I have a problem after upgrade to FreeBSD 10 from 9.2.

`portmaster -afd` is failing on rebuilding of devel/cmake:

```
[ 81%] Building CXX object Source/CMakeFiles/CMakeLib.dir/cmNinjaNormalTargetGenerator.cxx.o
[ 81%] Building CXX object Source/CMakeFiles/CMakeLib.dir/cmNinjaUtilityTargetGenerator.cxx.o
Linking CXX static library libCMakeLib.a
[ 81%] Built target CMakeLib
Scanning dependencies of target cmake
make[3]: make[3]: don't know how to make /usr/lib/libmd.so. Stop

make[3]: stopped in /var/ports/basejail/usr/ports/devel/cmake/work/cmake-2.8.12.1
--- Source/CMakeFiles/cmake.dir/all ---
*** [Source/CMakeFiles/cmake.dir/all] Error code 2

make[2]: stopped in /var/ports/basejail/usr/ports/devel/cmake/work/cmake-2.8.12.1
Scanning dependencies of target ccmake
A failure has been detected in another branch of the parallel make

make[3]: stopped in /var/ports/basejail/usr/ports/devel/cmake/work/cmake-2.8.12.1
--- Source/CMakeFiles/ccmake.dir/all ---
*** [Source/CMakeFiles/ccmake.dir/all] Error code 2

make[2]: stopped in /var/ports/basejail/usr/ports/devel/cmake/work/cmake-2.8.12.1
Scanning dependencies of target CPackLib
A failure has been detected in another branch of the parallel make

make[3]: stopped in /var/ports/basejail/usr/ports/devel/cmake/work/cmake-2.8.12.1
--- Source/CMakeFiles/CPackLib.dir/all ---
*** [Source/CMakeFiles/CPackLib.dir/all] Error code 2

make[2]: stopped in /var/ports/basejail/usr/ports/devel/cmake/work/cmake-2.8.12.1
Scanning dependencies of target CTestLib
A failure has been detected in another branch of the parallel make

make[3]: stopped in /var/ports/basejail/usr/ports/devel/cmake/work/cmake-2.8.12.1
--- Source/CMakeFiles/CTestLib.dir/all ---
*** [Source/CMakeFiles/CTestLib.dir/all] Error code 2

make[2]: stopped in /var/ports/basejail/usr/ports/devel/cmake/work/cmake-2.8.12.1
4 errors

make[2]: stopped in /var/ports/basejail/usr/ports/devel/cmake/work/cmake-2.8.12.1
--- all ---
*** [all] Error code 2

make[1]: stopped in /var/ports/basejail/usr/ports/devel/cmake/work/cmake-2.8.12.1
1 error

make[1]: stopped in /var/ports/basejail/usr/ports/devel/cmake/work/cmake-2.8.12.1
===> Compilation failed unexpectedly.
Try to set MAKE_JOBS_UNSAFE=yes and rebuild before reporting the failure to
the maintainer.
*** Error code 1

Stop.
make: stopped in /basejail/usr/ports/devel/cmake
```

My /etc/make.conf:

```
WRKDIRPREFIX=           /var/ports
DISTDIR=                /var/ports/distfiles
PACKAGES=               /var/ports/packages
INDEXDIR=               /var/ports
WITH_PKGNG=yes
WITHOUT_X11=yes
```

Without cmake I can't recompile php55-gd.

Any ideas?


----------



## dpejesh (Jan 26, 2014)

Did you do another `freebsd-update install` after rebooting into 10.0? I have a feeling /usr/lib/libmd.so is still soft-linked to /lib/libmd.so.5 instead of .6.


----------



## abishai (Jan 26, 2014)

dpejesh said:
			
		

> Did you do another `freebsd-update install` after rebooting into 10.0? I have a feeling /usr/lib/libmd.so is still soft-linked to /lib/libmd.so.5 instead of .6.

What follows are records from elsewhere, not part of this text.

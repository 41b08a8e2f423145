use std::collections::HashMap;

use axum::{
    Extension, Json,
    extract::{Query, State},
    http::StatusCode,
    response::IntoResponse,
};
use serde::Deserialize;
use tracing::error;

use playmaker_db::models::parse_timestamp;
use playmaker_types::api::{
    ChatHistoryResponse, ChatPartner, Claims, ResolveThreadRequest, ResolveThreadResponse,
};
use playmaker_types::events::ChatPayload;
use playmaker_types::groups::thread_key;
use playmaker_types::models::UserPublic;

use crate::state::AppState;

const PER_PAGE: u64 = 50;

#[derive(Debug, Deserialize)]
pub struct HistoryQuery {
    #[serde(rename = "threadName")]
    pub thread_name: String,
    #[serde(default = "default_page")]
    pub page: u64,
}

fn default_page() -> u64 {
    1
}

/// Resolve (creating if absent) the canonical thread between two users.
/// A brand-new thread gets a bodyless placeholder row so it shows up in
/// partner lists before the first message.
pub async fn resolve_thread(
    State(state): State<AppState>,
    Extension(_claims): Extension<Claims>,
    Json(req): Json<ResolveThreadRequest>,
) -> Result<impl IntoResponse, StatusCode> {
    let db = state.db.clone();

    let thread_name = run_blocking(move || {
        let sender = db
            .get_user(req.sender_id)
            .map_err(|_| StatusCode::INTERNAL_SERVER_ERROR)?
            .ok_or(StatusCode::NOT_FOUND)?;
        let receiver = db
            .get_user(req.receiver_id)
            .map_err(|_| StatusCode::INTERNAL_SERVER_ERROR)?
            .ok_or(StatusCode::NOT_FOUND)?;

        let thread_name = thread_key(sender.id, receiver.id);

        let exists = db
            .thread_has_messages(&thread_name)
            .map_err(|_| StatusCode::INTERNAL_SERVER_ERROR)?;
        if !exists {
            db.insert_chat_message(sender.id, receiver.id, &thread_name, None)
                .map_err(|_| StatusCode::INTERNAL_SERVER_ERROR)?;
        }

        Ok(thread_name)
    })
    .await?;

    Ok(Json(ResolveThreadResponse { thread_name }))
}

/// One page of thread history. Pages count back from the newest: page 1 is
/// the most recent page, and messages stay chronological within a page.
pub async fn get_history(
    State(state): State<AppState>,
    Query(query): Query<HistoryQuery>,
    Extension(_claims): Extension<Claims>,
) -> Result<impl IntoResponse, StatusCode> {
    let db = state.db.clone();

    let response = run_blocking(move || {
        let total = db
            .count_thread_messages(&query.thread_name)
            .map_err(|_| StatusCode::INTERNAL_SERVER_ERROR)?;
        let total_pages = total.div_ceil(PER_PAGE).max(1);

        if query.page < 1 || query.page > total_pages {
            return Err(StatusCode::NOT_FOUND);
        }

        let current_page = total_pages - query.page + 1;
        let offset = (current_page - 1) * PER_PAGE;

        let rows = db
            .get_thread_messages(&query.thread_name, PER_PAGE, offset)
            .map_err(|_| StatusCode::INTERNAL_SERVER_ERROR)?;

        // Both participants at most; resolve once and reuse.
        let mut users: HashMap<i64, UserPublic> = HashMap::new();
        for row in &rows {
            for id in [row.sender_id, row.receiver_id] {
                if !users.contains_key(&id) {
                    let user = db
                        .get_user(id)
                        .map_err(|_| StatusCode::INTERNAL_SERVER_ERROR)?;
                    users.insert(
                        id,
                        user.map(|u| UserPublic {
                            id: u.id,
                            username: u.username,
                            profile_photo: u.profile_photo,
                        })
                        .unwrap_or(UserPublic {
                            id,
                            username: "unknown".into(),
                            profile_photo: None,
                        }),
                    );
                }
            }
        }

        let data: Vec<ChatPayload> = rows
            .into_iter()
            .map(|row| ChatPayload {
                id: row.id,
                sender: users[&row.sender_id].clone(),
                receiver: users[&row.receiver_id].clone(),
                message: row.body,
                thread_name: row.thread_name,
                date: parse_timestamp(&row.created_at),
            })
            .collect();

        Ok(ChatHistoryResponse {
            data,
            has_previous: current_page > 1,
            total_pages,
            current_page,
        })
    })
    .await?;

    Ok(Json(response))
}

/// Everyone the authenticated user has exchanged messages with.
pub async fn chat_list(
    State(state): State<AppState>,
    Extension(claims): Extension<Claims>,
) -> Result<impl IntoResponse, StatusCode> {
    let db = state.db.clone();
    let user_id = claims.sub;

    let partners = run_blocking(move || {
        let rows = db
            .chat_partners(user_id)
            .map_err(|_| StatusCode::INTERNAL_SERVER_ERROR)?;
        Ok(rows
            .into_iter()
            .map(|u| ChatPartner {
                id: u.id,
                username: u.username,
                profile_photo: u.profile_photo,
            })
            .collect::<Vec<_>>())
    })
    .await?;

    Ok(Json(partners))
}

/// Run blocking DB work off the async runtime.
pub(crate) async fn run_blocking<T, F>(f: F) -> Result<T, StatusCode>
where
    T: Send + 'static,
    F: FnOnce() -> Result<T, StatusCode> + Send + 'static,
{
    tokio::task::spawn_blocking(f).await.map_err(|e| {
        error!("spawn_blocking join error: {}", e);
        StatusCode::INTERNAL_SERVER_ERROR
    })?
}
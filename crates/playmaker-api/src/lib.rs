pub mod chat;
pub mod middleware;
pub mod notifications;
pub mod state;
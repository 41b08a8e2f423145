use anyhow::Result;
use rusqlite::Connection;
use tracing::info;

pub fn run(conn: &Connection) -> Result<()> {
    conn.execute_batch(
        "
        CREATE TABLE IF NOT EXISTS users (
            id              INTEGER PRIMARY KEY AUTOINCREMENT,
            username        TEXT NOT NULL UNIQUE,
            profile_photo   TEXT,
            created_at      TEXT NOT NULL DEFAULT (datetime('now'))
        );

        CREATE TABLE IF NOT EXISTS chat_messages (
            id          INTEGER PRIMARY KEY AUTOINCREMENT,
            sender_id   INTEGER NOT NULL REFERENCES users(id),
            receiver_id INTEGER NOT NULL REFERENCES users(id),
            thread_name TEXT NOT NULL,
            body        TEXT,
            read        INTEGER NOT NULL DEFAULT 0,
            created_at  TEXT NOT NULL DEFAULT (datetime('now'))
        );

        CREATE INDEX IF NOT EXISTS idx_chat_messages_thread
            ON chat_messages(thread_name, created_at);

        CREATE TABLE IF NOT EXISTS notifications (
            id          INTEGER PRIMARY KEY AUTOINCREMENT,
            sender_id   INTEGER REFERENCES users(id),
            receiver_id INTEGER NOT NULL REFERENCES users(id),
            kind        TEXT NOT NULL,
            text        TEXT,
            link        TEXT,
            seen        INTEGER NOT NULL DEFAULT 0,
            created_at  TEXT NOT NULL DEFAULT (datetime('now'))
        );

        CREATE INDEX IF NOT EXISTS idx_notifications_receiver
            ON notifications(receiver_id, created_at);
        ",
    )?;

    info!("Database migrations complete");
    Ok(())
}
use std::net::SocketAddr;
use std::path::PathBuf;
use std::sync::Arc;

use axum::{
    Router,
    extract::{Path, State, WebSocketUpgrade},
    middleware,
    response::IntoResponse,
    routing::{delete, get, post},
};
use tower_http::cors::CorsLayer;
use tower_http::trace::TraceLayer;
use tracing::info;

use playmaker_api::middleware::require_auth;
use playmaker_api::state::{AppState, AppStateInner};
use playmaker_api::{chat, notifications};
use playmaker_gateway::dispatcher::Dispatcher;
use playmaker_gateway::registry::GroupRegistry;
use playmaker_gateway::session;
use playmaker_jobs::{JobContext, LogMailer};

#[derive(Clone)]
struct ServerState {
    dispatcher: Dispatcher,
    registry: GroupRegistry,
}

#[tokio::main]
async fn main() -> anyhow::Result<()> {
    // Load .env if present
    let _ = dotenvy::dotenv();

    // Init logging
    tracing_subscriber::fmt()
        .with_env_filter(
            tracing_subscriber::EnvFilter::try_from_default_env()
                .unwrap_or_else(|_| "playmaker=debug,tower_http=debug".into()),
        )
        .init();

    // Config
    let db_path = std::env::var("PLAYMAKER_DB_PATH").unwrap_or_else(|_| "playmaker.db".into());
    let host = std::env::var("PLAYMAKER_HOST").unwrap_or_else(|_| "0.0.0.0".into());
    let port: u16 = std::env::var("PLAYMAKER_PORT")
        .unwrap_or_else(|_| "3000".into())
        .parse()?;
    let job_workers: usize = std::env::var("PLAYMAKER_JOB_WORKERS")
        .unwrap_or_else(|_| "4".into())
        .parse()?;

    // Init database
    let db = Arc::new(playmaker_db::Database::open(&PathBuf::from(&db_path))?);

    // Shared state
    let registry = GroupRegistry::new();
    let dispatcher = Dispatcher::new(db.clone(), registry.clone());
    let app_state: AppState = Arc::new(AppStateInner { db });

    // Background job runner. The triggering subsystems (post/trial creation,
    // friend graph) clone this handle to enqueue fan-outs; holding it here
    // keeps the workers alive for the server's lifetime.
    let _job_queue = playmaker_jobs::start(
        job_workers,
        JobContext {
            dispatcher: dispatcher.clone(),
            mailer: Arc::new(LogMailer),
        },
    );

    let state = ServerState {
        dispatcher,
        registry,
    };

    // Routes
    let api_routes = Router::new()
        .route("/chat", post(chat::resolve_thread))
        .route("/chat", get(chat::get_history))
        .route("/chat_list", get(chat::chat_list))
        .route("/notifications", get(notifications::list))
        .route("/notifications/unseen_count", get(notifications::unseen_count))
        .route("/notifications/{id}/mark_as_read", post(notifications::mark_as_read))
        .route("/notifications/mark_all_as_read", post(notifications::mark_all_as_read))
        .route("/notifications/{id}", delete(notifications::destroy))
        .layer(middleware::from_fn(require_auth))
        .with_state(app_state);

    let ws_routes = Router::new()
        .route("/ws/chat/{thread_name}", get(chat_ws_upgrade))
        .route("/ws/notifications/{user_id}", get(notification_ws_upgrade))
        .with_state(state);

    let app = Router::new()
        .merge(api_routes)
        .merge(ws_routes)
        .layer(CorsLayer::permissive())
        .layer(TraceLayer::new_for_http());

    let addr: SocketAddr = format!("{}:{}", host, port).parse()?;
    info!("PlayMaker realtime server listening on {}", addr);

    let listener = tokio::net::TcpListener::bind(addr).await?;
    axum::serve(listener, app).await?;

    Ok(())
}

async fn chat_ws_upgrade(
    State(state): State<ServerState>,
    Path(thread_name): Path<String>,
    ws: WebSocketUpgrade,
) -> impl IntoResponse {
    ws.on_upgrade(move |socket| session::handle_chat_socket(socket, state.dispatcher, thread_name))
}

async fn notification_ws_upgrade(
    State(state): State<ServerState>,
    Path(user_id): Path<i64>,
    ws: WebSocketUpgrade,
) -> impl IntoResponse {
    ws.on_upgrade(move |socket| session::handle_notification_socket(socket, state.registry, user_id))
}
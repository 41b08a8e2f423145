use serde::{Deserialize, Serialize};

/// The kinds of notification the pipeline fans out.
///
/// Matches the set of events the triggering subsystems produce; stored as the
/// snake_case string in the notifications table and emitted as the `type`
/// field on push frames.
#[derive(Debug, Clone, Copy, PartialEq, Eq, Serialize, Deserialize)]
#[serde(rename_all = "snake_case")]
pub enum NotificationKind {
    Message,
    FriendRequest,
    FriendRequestAccept,
    Follow,
    NewPost,
    NewTrial,
}

impl NotificationKind {
    pub fn as_str(&self) -> &'static str {
        match self {
            Self::Message => "message",
            Self::FriendRequest => "friend_request",
            Self::FriendRequestAccept => "friend_request_accept",
            Self::Follow => "follow",
            Self::NewPost => "new_post",
            Self::NewTrial => "new_trial",
        }
    }

    pub fn parse(s: &str) -> Option<Self> {
        match s {
            "message" => Some(Self::Message),
            "friend_request" => Some(Self::FriendRequest),
            "friend_request_accept" => Some(Self::FriendRequestAccept),
            "follow" => Some(Self::Follow),
            "new_post" => Some(Self::NewPost),
            "new_trial" => Some(Self::NewTrial),
            _ => None,
        }
    }
}

/// Public profile fields embedded in chat payloads and partner lists.
/// The full profile lives in an external subsystem; this is the slice the
/// pipeline serializes.
#[derive(Debug, Clone, Serialize, Deserialize)]
pub struct UserPublic {
    pub id: i64,
    pub username: String,
    pub profile_photo: Option<String>,
}
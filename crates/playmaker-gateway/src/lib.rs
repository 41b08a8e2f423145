pub mod dispatcher;
pub mod registry;
pub mod session;
//! Database row types — these map directly to SQLite rows.
//! Distinct from the playmaker-types wire models to keep the DB layer
//! independent.

use tracing::warn;

pub struct UserRow {
    pub id: i64,
    pub username: String,
    pub profile_photo: Option<String>,
    pub created_at: String,
}

pub struct ChatMessageRow {
    pub id: i64,
    pub sender_id: i64,
    pub receiver_id: i64,
    pub thread_name: String,
    pub body: Option<String>,
    pub read: bool,
    pub created_at: String,
}

pub struct NotificationRow {
    pub id: i64,
    pub sender_id: Option<i64>,
    pub receiver_id: i64,
    pub kind: String,
    pub text: Option<String>,
    pub link: Option<String>,
    pub seen: bool,
    pub created_at: String,
}

/// Parse a SQLite timestamp column into a UTC datetime.
///
/// SQLite stores `datetime('now')` as "YYYY-MM-DD HH:MM:SS" without a
/// timezone; rows written by other tools may carry RFC 3339 instead.
pub fn parse_timestamp(raw: &str) -> chrono::DateTime<chrono::Utc> {
    raw.parse::<chrono::DateTime<chrono::Utc>>()
        .or_else(|_| {
            chrono::NaiveDateTime::parse_from_str(raw, "%Y-%m-%d %H:%M:%S")
                .map(|ndt| ndt.and_utc())
        })
        .unwrap_or_else(|e| {
            warn!("Corrupt timestamp '{}': {}", raw, e);
            chrono::DateTime::default()
        })
}
use std::collections::HashMap;
use std::sync::Arc;

use tokio::sync::{RwLock, mpsc};
use tracing::debug;
use uuid::Uuid;

/// Maps live group keys (`chat_{a}_{b}`, `notif_{user}`) to the connections
/// currently registered under them.
///
/// Cloneable handle over shared state; registrations are ephemeral and a
/// process restart drops them all. Safe for concurrent use from HTTP
/// handlers, background jobs, and connection sessions.
#[derive(Clone)]
pub struct GroupRegistry {
    inner: Arc<RwLock<HashMap<String, HashMap<Uuid, mpsc::UnboundedSender<Arc<str>>>>>>,
}

impl GroupRegistry {
    pub fn new() -> Self {
        Self {
            inner: Arc::new(RwLock::new(HashMap::new())),
        }
    }

    /// Register a connection under a group key and hand back the receiving
    /// end of its delivery channel. Re-adding the same `(group, conn_id)`
    /// replaces the previous channel.
    pub async fn add_member(&self, group: &str, conn_id: Uuid) -> mpsc::UnboundedReceiver<Arc<str>> {
        let (tx, rx) = mpsc::unbounded_channel();
        let mut groups = self.inner.write().await;
        groups.entry(group.to_string()).or_default().insert(conn_id, tx);
        debug!("Connection {} joined group {}", conn_id, group);
        rx
    }

    /// Remove one membership. Removing a non-member is a no-op; empty groups
    /// are pruned.
    pub async fn remove_member(&self, group: &str, conn_id: Uuid) {
        let mut groups = self.inner.write().await;
        if let Some(members) = groups.get_mut(group) {
            members.remove(&conn_id);
            if members.is_empty() {
                groups.remove(group);
            }
        }
        debug!("Connection {} left group {}", conn_id, group);
    }

    /// Deliver a pre-serialized payload to every member of the group.
    /// Best-effort: members whose channel is gone are treated as already
    /// closed and dropped from the group.
    pub async fn broadcast(&self, group: &str, payload: &str) {
        let payload: Arc<str> = Arc::from(payload);

        let dead: Vec<Uuid> = {
            let groups = self.inner.read().await;
            let Some(members) = groups.get(group) else {
                return;
            };
            members
                .iter()
                .filter_map(|(&conn_id, tx)| tx.send(payload.clone()).is_err().then_some(conn_id))
                .collect()
        };

        for conn_id in dead {
            self.remove_member(group, conn_id).await;
        }
    }

    pub async fn member_count(&self, group: &str) -> usize {
        self.inner
            .read()
            .await
            .get(group)
            .map_or(0, |members| members.len())
    }
}

impl Default for GroupRegistry {
    fn default() -> Self {
        Self::new()
    }
}
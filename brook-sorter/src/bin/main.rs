use anyhow::Result;
use clap::Parser;
use log::info;
use std::path::PathBuf;
use std::sync::atomic::{AtomicU64, Ordering};
use std::sync::Arc;
use std::time::{Duration, Instant};
use tokio_graceful_shutdown::{SubsystemBuilder, SubsystemHandle, Toplevel};

use brook_core::event::Event;
use brook_core::tool::init_log;
use brook_sorter::{SorterConfig, SorterHandle, UnifiedSorter};

/// Feeds the sorter a generated multi-producer workload and verifies the
/// output ordering, logging throughput at the end.
#[derive(Parser)]
#[command(name = "brook-sorter")]
struct Args {
    /// Spill-file directory.
    #[arg(long, default_value = "./sorter")]
    dir: PathBuf,

    /// Number of concurrent producers.
    #[arg(long, default_value_t = 16)]
    producers: usize,

    /// Events per producer.
    #[arg(long, default_value_t = 10_000)]
    events: u64,

    /// Heap sorter fan-out.
    #[arg(long, default_value_t = 16)]
    workers: usize,

    /// Memory-backend budget in bytes. Zero spills every run to disk.
    #[arg(long)]
    max_memory_consumption: Option<i64>,
}

#[tokio::main]
async fn main() -> Result<()> {
    init_log();

    let args = Args::parse();

    let mut config = SorterConfig::new(&args.dir);
    config.num_concurrent_worker = args.workers;
    if let Some(limit) = args.max_memory_consumption {
        config.max_memory_consumption = limit;
    }

    let sorter = UnifiedSorter::new(config)?;
    let handle = sorter.handle();
    let producers = args.producers;
    let events = args.events;

    Toplevel::new(move |s| async move {
        s.start(SubsystemBuilder::new("unified-sorter", move |s| sorter.run(s)));
        s.start(SubsystemBuilder::new("driver", move |s| {
            drive(s, handle, producers, events)
        }));
    })
    .catch_signals()
    .handle_shutdown_requests(Duration::from_millis(1000))
    .await?;

    Ok(())
}

async fn drive(
    _subsys: SubsystemHandle,
    handle: SorterHandle,
    producers: usize,
    events: u64,
) -> Result<()> {
    let start = Instant::now();
    let target = events << 5;

    let progress: Arc<Vec<AtomicU64>> =
        Arc::new((0..producers).map(|_| AtomicU64::new(0)).collect());

    let mut tasks = Vec::new();
    for i in 0..producers {
        let handle = handle.clone();
        let progress = progress.clone();
        tasks.push(tokio::spawn(async move {
            for j in 0..events {
                let crts = j << 5;
                handle
                    .add_entry(Event::put(
                        crts,
                        crts.saturating_sub(5),
                        Vec::new(),
                        Vec::new(),
                        0,
                    ))
                    .await;
                progress[i].store(crts, Ordering::SeqCst);
            }
            progress[i].store(events << 5, Ordering::SeqCst);
        }));
    }

    // Resolver: forward the minimum producer progress as the resolved ts.
    let resolver_handle = handle.clone();
    let resolver_progress = progress.clone();
    tasks.push(tokio::spawn(async move {
        let mut ticker = tokio::time::interval(Duration::from_millis(100));
        loop {
            ticker.tick().await;
            let resolved_ts = resolver_progress
                .iter()
                .map(|p| p.load(Ordering::SeqCst))
                .min()
                .unwrap_or(0);
            resolver_handle.add_entry(Event::resolved(0, resolved_ts)).await;
            if resolved_ts == target {
                break;
            }
        }
    }));

    // Consumer: count the rows back and check the ordering holds.
    let output = handle.output();
    let total = producers as u64 * events;
    let mut count: u64 = 0;
    let mut last_ts: u64 = 0;
    while let Ok(event) = output.recv().await {
        if event.is_resolved() {
            continue;
        }
        assert!(
            event.crts >= last_ts,
            "output regressed, crts: {}, last: {}",
            event.crts,
            last_ts
        );
        last_ts = event.crts;
        count += 1;
        if count % 100_000 == 0 {
            info!("events received: {}", count);
        }
        if count == total {
            break;
        }
    }

    handle.close();
    for task in tasks {
        let _ = task.await;
    }

    let elapsed = start.elapsed();
    info!(
        "sorted {} events in {:.2?}, {:.0} events/s",
        count,
        elapsed,
        count as f64 / elapsed.as_secs_f64()
    );
    Ok(())
}
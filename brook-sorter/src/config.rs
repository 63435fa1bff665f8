use anyhow::{bail, Result};
use log::error;
use std::path::PathBuf;

use brook_core::error_bail;

/// Capacity of the facade's input and output event queues.
pub const INPUT_QUEUE_SIZE: usize = 128_000;
pub const OUTPUT_QUEUE_SIZE: usize = 128_000;

/// Capacity of each heap sorter's input queue.
pub const HEAP_INPUT_QUEUE_SIZE: usize = 1024 * 1024;

/// Capacity of the flush task queue shared by all heap sorters.
pub const FLUSH_TASK_QUEUE_SIZE: usize = 4096;

/// Buffer size for spill-file reads and writes.
pub const FILE_BUFFER_SIZE: usize = 16 * 1024 * 1024;

/// Number of slots in the backend pool's file free-list. A tuning knob, not a
/// correctness parameter: overflow drops a backend instead of parking it.
pub const BACKEND_CACHE_SIZE: usize = 256;

/// Configuration of one `UnifiedSorter`.
#[derive(Debug, Clone)]
pub struct SorterConfig {
    /// Heap sorter fan-out.
    pub num_concurrent_worker: usize,

    /// Soft upper bound on one spill file's size. Exceeding it is logged,
    /// not rejected.
    pub chunk_size_limit: u64,

    /// Process RSS percentage above which memory backends are refused.
    pub max_memory_pressure: u8,

    /// Cap on the memory-backend accounted bytes. Zero forces every run to a
    /// file backend.
    pub max_memory_consumption: i64,

    /// Per-heap byte estimate that triggers a flush.
    pub heap_size_limit: i64,

    /// Spill-file directory. Must exist and be writable.
    pub sorter_dir: PathBuf,
}

impl SorterConfig {
    pub fn new(sorter_dir: impl Into<PathBuf>) -> Self {
        Self {
            num_concurrent_worker: 16,
            chunk_size_limit: 1024 * 1024 * 1024,
            max_memory_pressure: 60,
            max_memory_consumption: 16 * 1024 * 1024 * 1024,
            heap_size_limit: 4 * 1024 * 1024,
            sorter_dir: sorter_dir.into(),
        }
    }

    pub fn validate(&self) -> Result<()> {
        if self.num_concurrent_worker == 0 {
            error_bail!("num_concurrent_worker must be positive");
        }

        if self.heap_size_limit <= 0 {
            error_bail!(
                "heap_size_limit must be positive, got: {}",
                self.heap_size_limit
            );
        }

        if self.max_memory_pressure > 100 {
            error_bail!(
                "max_memory_pressure is a percentage, got: {}",
                self.max_memory_pressure
            );
        }

        if self.sorter_dir.as_os_str().is_empty() {
            error_bail!("sorter_dir is required");
        }

        Ok(())
    }
}

#[cfg(test)]
mod tests {
    use super::*;

    #[test]
    fn test_default_config() {
        let config = SorterConfig::new("/tmp/sorter");
        assert_eq!(config.num_concurrent_worker, 16);
        assert_eq!(config.heap_size_limit, 4 * 1024 * 1024);
        assert!(config.validate().is_ok());
    }

    #[test]
    fn test_validate_rejects_bad_values() {
        let mut config = SorterConfig::new("/tmp/sorter");
        config.num_concurrent_worker = 0;
        assert!(config.validate().is_err());

        let mut config = SorterConfig::new("/tmp/sorter");
        config.max_memory_pressure = 101;
        assert!(config.validate().is_err());

        let config = SorterConfig::new("");
        assert!(config.validate().is_err());
    }
}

Yes, I do. But thank you for the suggestion. Basejail has three broken links. One of them is the file from the error above. Is copying from the base system enough to fix them? How can they become broken? Maybe some daemons locked them somehow?


----------



## dpejesh (Jan 26, 2014)

Copying files around isn't going to fix the root cause.  How did you attempt to upgrade your jail?


----------



## abishai (Jan 26, 2014)

dpejesh said:
			
		

> Copying files around isn't going to fix the root cause.  How did you attempt to upgrade your jail?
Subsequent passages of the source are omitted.